Be the first to like this
In this talk at Snowplow London Meetup #3 I introduced Tupilak, Snowplow’s unified log fabric. Putting a real-time event pipeline into production has many challenges: we need the pipeline to scale automatically based on event volumes, we need constant monitoring to prevent data loss and minimise end-to-end lag, and we need the ability to upgrade and extend the pipeline with zero downtime. We call software which does all this a “unified log fabric”, to distinguish it from the unified logs (e.g. Kafka and Kinesis) and stream processing frameworks (e.g. Spark Streaming and Kafka Streams) which such a fabric monitors and orchestrates.

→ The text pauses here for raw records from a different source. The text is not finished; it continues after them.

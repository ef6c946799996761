//! Text output for matchup results

use typedex_chart::TypeSet;
use typedex_dex::MatchupResult;

/// Shown to the user when a lookup fails
pub const NOT_FOUND_MESSAGE: &str = "Pokémon not found.";

fn join_types(types: TypeSet) -> String {
    if types.is_empty() {
        return "None".to_string();
    }
    types
        .iter()
        .map(|t| t.as_str())
        .collect::<Vec<_>>()
        .join(", ")
}

fn join_counters(counters: &[String]) -> String {
    if counters.is_empty() {
        return "None found".to_string();
    }
    counters.join(", ")
}

/// Human-readable block for one result
pub fn render_text(info: &MatchupResult) -> String {
    format!(
        "Results for {}\nWeaknesses: {}\nStrengths: {}\nCounters: {}\n",
        info.name,
        join_types(info.weaknesses),
        join_types(info.strengths),
        join_counters(&info.counters)
    )
}
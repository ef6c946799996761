//! Shared test data

use crate::EntityIndex;

pub(crate) const SAMPLE_CSV: &str = "\
Name,Type1,Type2
Bulbasaur,Grass,Poison
Charmander,Fire,
Charizard,Fire,Flying
Squirtle,Water,
Pikachu,Electric,
Geodude,Rock,Ground
Gastly,Ghost,Poison
Snorlax,Normal,
Machop,Fighting,
Sableye,Dark,Ghost
Swampert,Water,Ground
";

pub(crate) fn sample_index() -> EntityIndex {
    EntityIndex::from_reader(SAMPLE_CSV.as_bytes()).unwrap()
}
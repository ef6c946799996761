//! The closed set of elemental types

use std::str::FromStr;

use crate::UnknownTypeError;

/// Elemental types (18 types as of Gen 6+)
#[derive(Debug, Clone, Copy, PartialEq, Eq, Hash, PartialOrd, Ord)]
#[repr(u8)]
pub enum Type {
    Normal = 0,
    Fire = 1,
    Water = 2,
    Electric = 3,
    Grass = 4,
    Ice = 5,
    Fighting = 6,
    Poison = 7,
    Ground = 8,
    Flying = 9,
    Psychic = 10,
    Bug = 11,
    Rock = 12,
    Ghost = 13,
    Dragon = 14,
    Dark = 15,
    Steel = 16,
    Fairy = 17,
}

impl Type {
    /// Number of members in the type set
    pub const COUNT: usize = 18;

    /// All 18 types, in declaration order
    pub const ALL: [Type; Type::COUNT] = [
        Type::Normal,
        Type::Fire,
        Type::Water,
        Type::Electric,
        Type::Grass,
        Type::Ice,
        Type::Fighting,
        Type::Poison,
        Type::Ground,
        Type::Flying,
        Type::Psychic,
        Type::Bug,
        Type::Rock,
        Type::Ghost,
        Type::Dragon,
        Type::Dark,
        Type::Steel,
        Type::Fairy,
    ];

    /// Get all types as a slice
    pub fn all() -> &'static [Type] {
        &Self::ALL
    }

    /// Position of this type in [`Type::ALL`]
    pub fn index(self) -> usize {
        self as usize
    }

    /// Inverse of [`Type::index`]
    pub fn from_index(index: usize) -> Option<Self> {
        Self::ALL.get(index).copied()
    }

    /// Canonical display name
    pub fn as_str(&self) -> &'static str {
        match self {
            Type::Normal => "Normal",
            Type::Fire => "Fire",
            Type::Water => "Water",
            Type::Electric => "Electric",
            Type::Grass => "Grass",
            Type::Ice => "Ice",
            Type::Fighting => "Fighting",
            Type::Poison => "Poison",
            Type::Ground => "Ground",
            Type::Flying => "Flying",
            Type::Psychic => "Psychic",
            Type::Bug => "Bug",
            Type::Rock => "Rock",
            Type::Ghost => "Ghost",
            Type::Dragon => "Dragon",
            Type::Dark => "Dark",
            Type::Steel => "Steel",
            Type::Fairy => "Fairy",
        }
    }
}

/// Case-insensitive; surrounding whitespace is ignored.
impl FromStr for Type {
    type Err = UnknownTypeError;

    fn from_str(s: &str) -> Result<Self, Self::Err> {
        match s.trim().to_lowercase().as_str() {
            "normal" => Ok(Type::Normal),
            "fire" => Ok(Type::Fire),
            "water" => Ok(Type::Water),
            "electric" => Ok(Type::Electric),
            "grass" => Ok(Type::Grass),
            "ice" => Ok(Type::Ice),
            "fighting" => Ok(Type::Fighting),
            "poison" => Ok(Type::Poison),
            "ground" => Ok(Type::Ground),
            "flying" => Ok(Type::Flying),
            "psychic" => Ok(Type::Psychic),
            "bug" => Ok(Type::Bug),
            "rock" => Ok(Type::Rock),
            "ghost" => Ok(Type::Ghost),
            "dragon" => Ok(Type::Dragon),
            "dark" => Ok(Type::Dark),
            "steel" => Ok(Type::Steel),
            "fairy" => Ok(Type::Fairy),
            _ => Err(UnknownTypeError(s.to_string())),
        }
    }
}

impl std::fmt::Display for Type {
    fn fmt(&self, f: &mut std::fmt::Formatter<'_>) -> std::fmt::Result {
        write!(f, "{}", self.as_str())
    }
}

#[cfg(feature = "serde")]
impl serde::Serialize for Type {
    fn serialize<S: serde::Serializer>(&self, serializer: S) -> Result<S::Ok, S::Error> {
        serializer.serialize_str(self.as_str())
    }
}

#[cfg(feature = "serde")]
impl<'de> serde::Deserialize<'de> for Type {
    fn deserialize<D: serde::Deserializer<'de>>(deserializer: D) -> Result<Self, D::Error> {
        let name = String::deserialize(deserializer)?;
        name.parse().map_err(serde::de::Error::custom)
    }
}
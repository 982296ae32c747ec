pub type Result<T> = std::result::Result<T, Error>;

#[derive(Debug, thiserror::Error)]
pub enum Error {
    #[error("duplicate node id: {id}")]
    DuplicateId { id: String },

    #[error("node {id} references a missing parent: {parent}")]
    MissingParent { id: String, parent: String },

    #[error("tree has more than one root: {first}, {second}")]
    MultipleRoots { first: String, second: String },

    #[error("tree has no root node")]
    NoRoot,

    #[error("node {id} is not reachable from the root (parent links form a cycle)")]
    Cycle { id: String },

    #[error("unsupported language code: {code}")]
    UnknownLanguage { code: String },

    #[error("tree data JSON error: {0}")]
    Json(#[from] serde_json::Error),
}
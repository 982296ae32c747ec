use lingtree_core::{Labels, Language, NodeKind, TreeBuilder, TreeStore};
use lingtree_layout::{
    ExpansionState, LayoutConfig, LayoutInput, LayoutOutput, NodeRole, Point, PositionCache,
    edge_id, layout,
};
use serde_json::json;
use std::collections::BTreeMap;

fn sample() -> TreeStore {
    TreeStore::from_nested_value(json!({
        "id": "root",
        "label": { "en": "Root", "ru": "Корень" },
        "children": {
            "child-1": {
                "label": { "en": "Child 1", "ru": "Потомок 1" },
                "children": {
                    "child-1-1": { "label": { "en": "Child 1.1", "ru": "Потомок 1.1" } },
                    "child-1-2": { "label": { "en": "Child 1.2", "ru": "Потомок 1.2" } }
                }
            },
            "child-2": { "label": { "en": "Child 2", "ru": "Потомок 2" } }
        }
    }))
    .unwrap()
}

fn run(
    tree: &TreeStore,
    expansion: &ExpansionState,
    positions: &PositionCache,
    language: Language,
) -> LayoutOutput {
    let config = LayoutConfig::default();
    layout(
        &LayoutInput {
            tree,
            expansion,
            positions,
            config: &config,
            language,
        },
        0.0,
    )
}

fn coords(out: &LayoutOutput) -> BTreeMap<String, (f64, f64)> {
    out.graph
        .nodes
        .iter()
        .map(|n| (n.id.clone(), (n.position.x, n.position.y)))
        .collect()
}

#[test]
fn default_expansion_shows_root_and_its_children() {
    let tree = sample();
    let out = run(
        &tree,
        &ExpansionState::for_tree(&tree),
        &PositionCache::new(),
        Language::En,
    );
    assert_eq!(
        coords(&out),
        [
            ("root".to_string(), (100.0, 0.0)),
            ("child-1".to_string(), (0.0, 120.0)),
            ("child-2".to_string(), (200.0, 120.0)),
        ]
        .into()
    );

    let ids: Vec<&str> = out.graph.edges.iter().map(|e| e.id.as_str()).collect();
    assert_eq!(ids, ["root-child-1", "root-child-2"]);
    assert_eq!(out.graph.edges[0].source, "root");
    assert_eq!(out.graph.edges[0].target, "child-1");
}

#[test]
fn expanded_subtree_is_split_proportionally() {
    let tree = sample();
    let expansion = ExpansionState::for_tree(&tree).toggled("child-1");
    let out = run(&tree, &expansion, &PositionCache::new(), Language::En);
    assert_eq!(
        coords(&out),
        [
            ("root".to_string(), (200.0, 0.0)),
            ("child-1".to_string(), (100.0, 120.0)),
            ("child-1-1".to_string(), (0.0, 240.0)),
            ("child-1-2".to_string(), (200.0, 240.0)),
            ("child-2".to_string(), (400.0, 120.0)),
        ]
        .into()
    );

    let order: Vec<&str> = out.graph.nodes.iter().map(|n| n.id.as_str()).collect();
    assert_eq!(order, ["root", "child-1", "child-1-1", "child-1-2", "child-2"]);
    assert_eq!(out.graph.edges.len(), 4);
    assert!(out.graph.edge(&edge_id("child-1", "child-1-2")).is_some());
}

#[test]
fn roles_follow_visibility() {
    let tree = sample();
    let expansion = ExpansionState::for_tree(&tree);
    let out = run(&tree, &expansion, &PositionCache::new(), Language::En);
    let root = out.graph.node("root").unwrap();
    assert_eq!(root.role, NodeRole::Root);
    assert!(root.expanded);

    // Collapsed, but it still advertises an expand control.
    let child = out.graph.node("child-1").unwrap();
    assert_eq!(child.role, NodeRole::Leaf);
    assert!(child.has_children);
    assert!(!child.expanded);

    let expansion = expansion.toggled("child-1");
    let out = run(&tree, &expansion, &PositionCache::new(), Language::En);
    assert_eq!(out.graph.node("child-1").unwrap().role, NodeRole::Internal);
    let leaf = out.graph.node("child-1-1").unwrap();
    assert_eq!(leaf.role, NodeRole::Leaf);
    assert!(!leaf.has_children);
    assert_eq!(leaf.depth, 2);
}

#[test]
fn collapsed_root_shows_only_itself() {
    let tree = sample();
    let out = run(
        &tree,
        &ExpansionState::default(),
        &PositionCache::new(),
        Language::En,
    );
    assert_eq!(out.graph.nodes.len(), 1);
    assert!(out.graph.edges.is_empty());
    assert_eq!(out.graph.nodes[0].position, Point::new(0.0, 0.0));
    assert_eq!(out.graph.nodes[0].role, NodeRole::Root);
}

#[test]
fn layout_is_idempotent() {
    let tree = sample();
    let expansion = ExpansionState::for_tree(&tree).toggled("child-1");
    let first = run(&tree, &expansion, &PositionCache::new(), Language::En);
    let second = run(&tree, &expansion, &first.positions, Language::En);
    assert_eq!(first.graph, second.graph);
    assert_eq!(first.positions, second.positions);
}

#[test]
fn layout_records_computed_positions() {
    let tree = sample();
    let out = run(
        &tree,
        &ExpansionState::for_tree(&tree),
        &PositionCache::new(),
        Language::En,
    );
    assert_eq!(out.positions.len(), 3);
    assert_eq!(out.positions.point("child-2"), Some(Point::new(200.0, 120.0)));
    assert!(!out.positions.is_pinned("child-2"));
    assert!(out.positions.get("child-1-1").is_none());
}

#[test]
fn pinned_nodes_keep_their_point() {
    let tree = sample();
    let mut positions = PositionCache::new();
    positions.pin("child-2", Point::new(-40.0, 500.0));

    let expansion = ExpansionState::for_tree(&tree).toggled("child-1");
    let out = run(&tree, &expansion, &positions, Language::En);
    assert_eq!(
        out.graph.node("child-2").unwrap().position,
        Point::new(-40.0, 500.0)
    );
    assert_eq!(out.positions.pinned("child-2"), Some(Point::new(-40.0, 500.0)));
    // Others are still laid out on the grid.
    assert_eq!(
        out.graph.node("child-1-2").unwrap().position,
        Point::new(200.0, 240.0)
    );
}

#[test]
fn computed_entries_are_refreshed_on_reflow() {
    let tree = sample();
    let collapsed = ExpansionState::for_tree(&tree);
    let first = run(&tree, &collapsed, &PositionCache::new(), Language::En);
    let second = run(&tree, &collapsed.toggled("child-1"), &first.positions, Language::En);
    assert_eq!(second.positions.point("child-2"), Some(Point::new(400.0, 120.0)));
    assert_eq!(second.positions.point("root"), Some(Point::new(200.0, 0.0)));
}

#[test]
fn labels_depend_on_language_and_geometry_does_not() {
    let tree = sample();
    let expansion = ExpansionState::for_tree(&tree).toggled("child-1");
    let en = run(&tree, &expansion, &PositionCache::new(), Language::En);
    let ru = run(&tree, &expansion, &PositionCache::new(), Language::Ru);

    assert_eq!(en.graph.node("root").unwrap().label, "Root");
    assert_eq!(ru.graph.node("root").unwrap().label, "Корень");
    assert_eq!(coords(&en), coords(&ru));
    assert_eq!(en.graph.edges, ru.graph.edges);
}

#[test]
fn missing_translation_falls_back() {
    let tree = TreeStore::from_nested_value(json!({
        "id": "root",
        "label": { "en": "Root" },
        "children": { "bare": {} }
    }))
    .unwrap();
    let out = run(
        &tree,
        &ExpansionState::for_tree(&tree),
        &PositionCache::new(),
        Language::Ru,
    );
    assert_eq!(out.graph.node("root").unwrap().label, "Root");
    assert_eq!(out.graph.node("bare").unwrap().label, "bare");
}

#[test]
fn unit_sizes_come_from_config() {
    let tree = sample();
    let config = LayoutConfig {
        unit_width: 50.0,
        unit_height: 10.0,
        ..Default::default()
    };
    let expansion = ExpansionState::for_tree(&tree);
    let positions = PositionCache::new();
    let out = layout(
        &LayoutInput {
            tree: &tree,
            expansion: &expansion,
            positions: &positions,
            config: &config,
            language: Language::En,
        },
        1000.0,
    );
    assert_eq!(
        out.graph.node("root").unwrap().position,
        Point::new(1025.0, 0.0)
    );
    assert_eq!(
        out.graph.node("child-2").unwrap().position,
        Point::new(1050.0, 10.0)
    );
}

#[test]
fn deep_chain_layout_does_not_overflow() {
    let mut builder = TreeBuilder::new();
    builder.push("n0", None, NodeKind::Group, None, Labels::new());
    for i in 1..20_000 {
        builder.push(
            format!("n{i}"),
            Some(format!("n{}", i - 1)),
            NodeKind::Group,
            None,
            Labels::new(),
        );
    }
    let tree = builder.finish().unwrap();

    let mut expansion = ExpansionState::for_tree(&tree);
    for (_, node) in tree.iter() {
        expansion.set(node.id(), true);
    }
    let out = run(&tree, &expansion, &PositionCache::new(), Language::En);
    assert_eq!(out.graph.nodes.len(), tree.len());
    assert_eq!(out.graph.edges.len(), tree.len() - 1);
    assert!(out.graph.nodes.iter().all(|n| n.position.x == 0.0));
    assert_eq!(out.graph.nodes.last().unwrap().position.y, 19_999.0 * 120.0);
}

#[test]
fn bounds_cover_all_nodes() {
    let tree = sample();
    let expansion = ExpansionState::for_tree(&tree).toggled("child-1");
    let out = run(&tree, &expansion, &PositionCache::new(), Language::En);
    let b = out.graph.bounds().unwrap();
    assert_eq!((b.min_x, b.min_y, b.max_x, b.max_y), (0.0, 0.0, 400.0, 240.0));
}
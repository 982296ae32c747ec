use lingtree_core::{
    LANGUAGE_PREFERENCE_KEY, Language, MemoryPreferences, PreferenceStore, load_language,
    store_language,
};

#[test]
fn default_language_is_english() {
    let prefs = MemoryPreferences::new();
    assert_eq!(load_language(&prefs), Language::En);
}

#[test]
fn stored_language_round_trips_through_preferences() {
    let mut prefs = MemoryPreferences::new();
    store_language(&mut prefs, Language::Ru);
    assert_eq!(prefs.get(LANGUAGE_PREFERENCE_KEY).as_deref(), Some("ru"));
    assert_eq!(load_language(&prefs), Language::Ru);
}

#[test]
fn garbage_preference_falls_back_to_default() {
    let mut prefs = MemoryPreferences::new();
    prefs.set(LANGUAGE_PREFERENCE_KEY, "klingon");
    assert_eq!(load_language(&prefs), Language::En);
}

#[test]
fn every_language_has_a_code_and_flag() {
    for lang in Language::ALL {
        assert_eq!(lang.code().parse::<Language>().unwrap(), lang);
        assert!(!lang.flag().is_empty());
        assert_eq!(lang.to_string(), lang.code());
    }
}

#[test]
fn version_matches_cargo_pkg_version() {
    assert_eq!(lingtree_core::VERSION, env!("CARGO_PKG_VERSION"));
}
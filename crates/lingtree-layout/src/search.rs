//! Search by localized label and resolution of the ancestor chain that reveals a hit.

use lingtree_core::{Language, NodeIndex, TreeStore};
use serde::{Deserialize, Serialize};

pub const DEFAULT_SUGGESTION_LIMIT: usize = 5;

/// Root-to-target path as arena indices, or `None` if no node has that id.
pub fn resolve_path_indices(tree: &TreeStore, target_id: &str) -> Option<Vec<NodeIndex>> {
    tree.find(target_id).map(|ix| tree.path_to(ix))
}

/// Root-to-target path of ids, both ends included.
pub fn resolve_path(tree: &TreeStore, target_id: &str) -> Option<Vec<String>> {
    resolve_path_indices(tree, target_id).map(|path| {
        path.into_iter()
            .map(|ix| tree.node(ix).id().to_string())
            .collect()
    })
}

/// One selectable search entry: the node id and its text in the indexed language.
#[derive(Debug, Clone, PartialEq, Eq, Serialize, Deserialize)]
pub struct SearchSuggestion {
    pub key: String,
    pub value: String,
}

/// Labels of every node (visible or not) in one language, in pre-order.
#[derive(Debug, Clone, Default)]
pub struct SearchIndex {
    language: Language,
    entries: Vec<SearchSuggestion>,
    folded: Vec<String>,
}

impl SearchIndex {
    pub fn build(tree: &TreeStore, language: Language, fallback: Language) -> Self {
        let entries: Vec<SearchSuggestion> = tree
            .iter()
            .map(|(_, node)| SearchSuggestion {
                key: node.id().to_string(),
                value: node.label(language, fallback).to_string(),
            })
            .collect();
        let folded = entries.iter().map(|e| e.value.to_lowercase()).collect();
        Self {
            language,
            entries,
            folded,
        }
    }

    pub fn language(&self) -> Language {
        self.language
    }

    pub fn entries(&self) -> &[SearchSuggestion] {
        &self.entries
    }

    /// Case-insensitive substring matches, at most `limit` of them. A blank query matches
    /// nothing.
    pub fn suggest(&self, query: &str, limit: usize) -> Vec<SearchSuggestion> {
        let needle = query.trim().to_lowercase();
        if needle.is_empty() {
            return Vec::new();
        }
        self.entries
            .iter()
            .zip(&self.folded)
            .filter(|(_, folded)| folded.contains(&needle))
            .map(|(entry, _)| entry.clone())
            .take(limit)
            .collect()
    }

    /// Strict selection: only keys present in the index are accepted.
    pub fn contains_key(&self, key: &str) -> bool {
        self.entries.iter().any(|e| e.key == key)
    }
}
use lingtree_core::{NodeIndex, TreeStore};
use serde::{Deserialize, Serialize};
use std::collections::BTreeMap;

#[derive(Debug, Clone, Copy, PartialEq, Default, Serialize, Deserialize)]
pub struct Point {
    pub x: f64,
    pub y: f64,
}

impl Point {
    pub fn new(x: f64, y: f64) -> Self {
        Self { x, y }
    }
}

#[derive(Debug, Clone, Copy, PartialEq, Eq, Serialize, Deserialize)]
#[serde(rename_all = "camelCase")]
pub enum Placement {
    /// Written by layout; refreshed on every pass.
    Computed,
    /// Dropped there by the user; reused verbatim by layout.
    Pinned,
}

#[derive(Debug, Clone, Copy, PartialEq, Serialize, Deserialize)]
pub struct CachedPosition {
    pub point: Point,
    pub placement: Placement,
}

/// Last known coordinate per node id.
///
/// Entries for ids that are currently hidden (or no longer in the tree) are kept; they are never
/// consulted for nodes that are not laid out.
#[derive(Debug, Clone, Default, PartialEq, Serialize, Deserialize)]
#[serde(transparent)]
pub struct PositionCache {
    entries: BTreeMap<String, CachedPosition>,
}

impl PositionCache {
    pub fn new() -> Self {
        Self::default()
    }

    pub fn get(&self, id: &str) -> Option<&CachedPosition> {
        self.entries.get(id)
    }

    pub fn point(&self, id: &str) -> Option<Point> {
        self.get(id).map(|c| c.point)
    }

    pub fn pinned(&self, id: &str) -> Option<Point> {
        self.get(id)
            .filter(|c| c.placement == Placement::Pinned)
            .map(|c| c.point)
    }

    pub fn is_pinned(&self, id: &str) -> bool {
        self.pinned(id).is_some()
    }

    pub fn pin(&mut self, id: impl Into<String>, point: Point) {
        self.entries.insert(
            id.into(),
            CachedPosition {
                point,
                placement: Placement::Pinned,
            },
        );
    }

    /// Stores a layout result unless the user has pinned the node.
    pub fn record_computed(&mut self, id: &str, point: Point) {
        match self.entries.get_mut(id) {
            Some(entry) if entry.placement == Placement::Pinned => {}
            Some(entry) => entry.point = point,
            None => {
                self.entries.insert(
                    id.to_string(),
                    CachedPosition {
                        point,
                        placement: Placement::Computed,
                    },
                );
            }
        }
    }

    /// Demotes a pin to a computed entry, so the next layout pass may move the node.
    pub fn unpin(&mut self, id: &str) -> bool {
        match self.entries.get_mut(id) {
            Some(entry) if entry.placement == Placement::Pinned => {
                entry.placement = Placement::Computed;
                true
            }
            _ => false,
        }
    }

    /// Unpins every strict descendant of `ix`. Returns how many pins were dropped.
    pub fn unpin_descendants(&mut self, tree: &TreeStore, ix: NodeIndex) -> usize {
        tree.descendants(ix)
            .filter(|d| self.unpin(tree.node(*d).id()))
            .count()
    }

    /// Drops entries for ids the tree does not contain.
    pub fn prune(&mut self, tree: &TreeStore) {
        self.entries.retain(|id, _| tree.contains(id));
    }

    pub fn len(&self) -> usize {
        self.entries.len()
    }

    pub fn is_empty(&self) -> bool {
        self.entries.is_empty()
    }

    pub fn iter(&self) -> impl Iterator<Item = (&str, &CachedPosition)> {
        self.entries.iter().map(|(id, c)| (id.as_str(), c))
    }
}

As part of incorporating Snowplow’s Kinesis-based event pipeline into our Managed Service, we developed our own unified log fabric, called Tupilak. In this talk, I introduced Tupilak, explaining the core monitoring and scaling functions of Tupilak and showing live real-time pipelines visualised in the Tupilak UI. I dived into the architecture of Tupilak, shared its basic scaling algorithm and also took a look at how Tupilak itself is built on a Snowplow event stream. I also talked about the roadmap for Tupilak, including our plans for introducing lag-based auto-scaling and porting Tupilak to Kubernetes.